Nous sommes le 6 novembre 2010. Rien de notable ce jour-là...
13h00 : Un triste samedi pluvieux... Cette fois, je ne serais pas pris au dépourvu : RedBull et goûter empaqueté, lecture studieuse pour réviser les acquis nécessaires lors d'une garde [NDL : alors que je n'aurais jamais le temps de la lire...], blouse repassée... Je suis prêt à en découdre pour de bon !
13h40 : Ma coexterne Line arrive. Apparemment, elle a eu des problèmes de blouse... Pauline va présenter le patient que nous avons vu au chef. Ça commence doucement...
14h20 : Le téléphone sonne. C'est la pharmacie qui demande des étiquettes d'un patient pour délivrer un médicament. Le temps de trouver qui imprime celles-ci, puis où aller (le sous-sol est un dédale), et enfin récupérer les médicaments, 30 minutes ont été nécessaires...
14h50 : Le premier patient a apparemment une extrasystole ventriculaire. Je refais trois ECG à la suite. On attend aussi les résultats de sa prise de sang...
15h15 : Pauline aimerait que je l'accompagne pour le prochain patient. Ce que femme veut...
Jeune homme de 22 ans, se plaignant de douleurs à l'épaule droite. A la palpation, la tête humérale est comme déportée vers l'avant, l'articulation est « vide ». J'exulte (discrètement) : cas typique de luxation antérieure de l'épaule, comme je l'ai appris dans mes bouquins. On termine l'interrogatoire, mais on connaît la suite : radiographies de l'épaule, appel du chirurgien ortho pour la réduction, et enfin la contention (l'attelle, pour dire plus simplement)...
16h00 : Je la suis encore pour voir une patiente de 91 ans avec une défense abdominale. L'interrogatoire n'apporte pas d'information décisive. Je luis fais donc un ECG, qui révèle une ACFA déjà traitée. Pauline me propose de faire un TR pour compléter l'examen. Je ne refuse pas, vu que je n'en avais jamais fait avant. Donc, je m'y colle, mais je n'arrive pas à identifier ce que je sens... Hmmm...
Ah peine sorti du box, on m'ordonne de faire un autre ECG pour un autre patient. Ça me rappelle les meilleurs moments de ma P2, à en faire une dizaine tous les matins...
16h50 : Ah, malheur. Je croise l'interne d'ortho de garde, qui doit donner un avis pour une bonne dizaine de patients. Apparemment CH a besoin d'aide pour un poignet. Un poignet... mouais...

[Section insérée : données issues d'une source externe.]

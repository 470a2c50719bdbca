use splitmap_common::keycodes::key_range;

/// How a basic key affects an active caps word.
#[derive(Debug, PartialEq)]
pub(super) enum CapsWordKey {
    Shifted,
    Continue,
    Ends,
}

pub(super) fn classify(code: u16) -> CapsWordKey {
    match code {
        key_range::BASIC_A..=key_range::BASIC_Z | key_range::BASIC_MINUS => CapsWordKey::Shifted,
        key_range::BASIC_1..=key_range::BASIC_0
        | key_range::BASIC_BACKSPACE
        | key_range::BASIC_DELETE => CapsWordKey::Continue,
        _ => CapsWordKey::Ends,
    }
}

#[derive(Debug, Clone, Copy)]
pub(super) struct CapsWord {
    idle_until: u64,
}

impl Default for CapsWord {
    fn default() -> Self {
        Self {
            idle_until: u64::MAX,
        }
    }
}

impl CapsWord {
    pub(super) fn is_active(&self) -> bool {
        self.idle_until != u64::MAX
    }

    pub(super) fn idle_until(&self) -> u64 {
        self.idle_until
    }

    pub(super) fn touch(&mut self, now: u64, timeout: u16) {
        self.idle_until = now + timeout as u64;
    }

    pub(super) fn stop(&mut self) {
        self.idle_until = u64::MAX;
    }
}

#[cfg(test)]
#[path = "caps_word_test.rs"]
mod test;
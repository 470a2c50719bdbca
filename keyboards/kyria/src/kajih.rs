//! Plain Qwerty and Colemak-DH for the rev2 board.

splitmap_macros::configure_keymap!("keymaps/kajih.conf");

crate::keymap_items!();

21h30 : J'ai été mauvaise langue. CH avait réellement besoin de quelqu'un vu qu'Arnaud, l'interne en question, n'allait pas se montrer avant un certain temps, débordé avec le triage des patients...
Pour débuter, la première intervention fut aisée : 3 broches à mettre dans le poignet à l'aide du mobile de radioscopie. En une bonne demi-heure, ce fut expédié. S'ensuit un long moment où l'on attend que la salle soir préparée pour le prochain patient.
Au suivant ! Encore un poignet, sauf que cette fois, au lieu d'une fracture simple, on se retrouve avec une comminutive en 3 ou 4 morceaux. Là, les broches sont inutiles ; on va mettre une petite plaque, histoire de fixer tous les morceaux et ainsi remettre un peu d'ordre.
Arnaud arriva entre temps ; l'opération a bien durée au moins deux heures, à cause de la difficulté à visser à la plaque sur autant de fragments, tout en réduisant dans une position à peu près correcte.
Je récupère ma montre au vestiaire : 4h30 au bloc sans s'en rendre compte...
22h15 : Comme d'habitude, ils m'emmènent manger dans la salle des médecins de garde. Je me remplis le ventre sans scrupule, je sens que je vais en avoir besoin...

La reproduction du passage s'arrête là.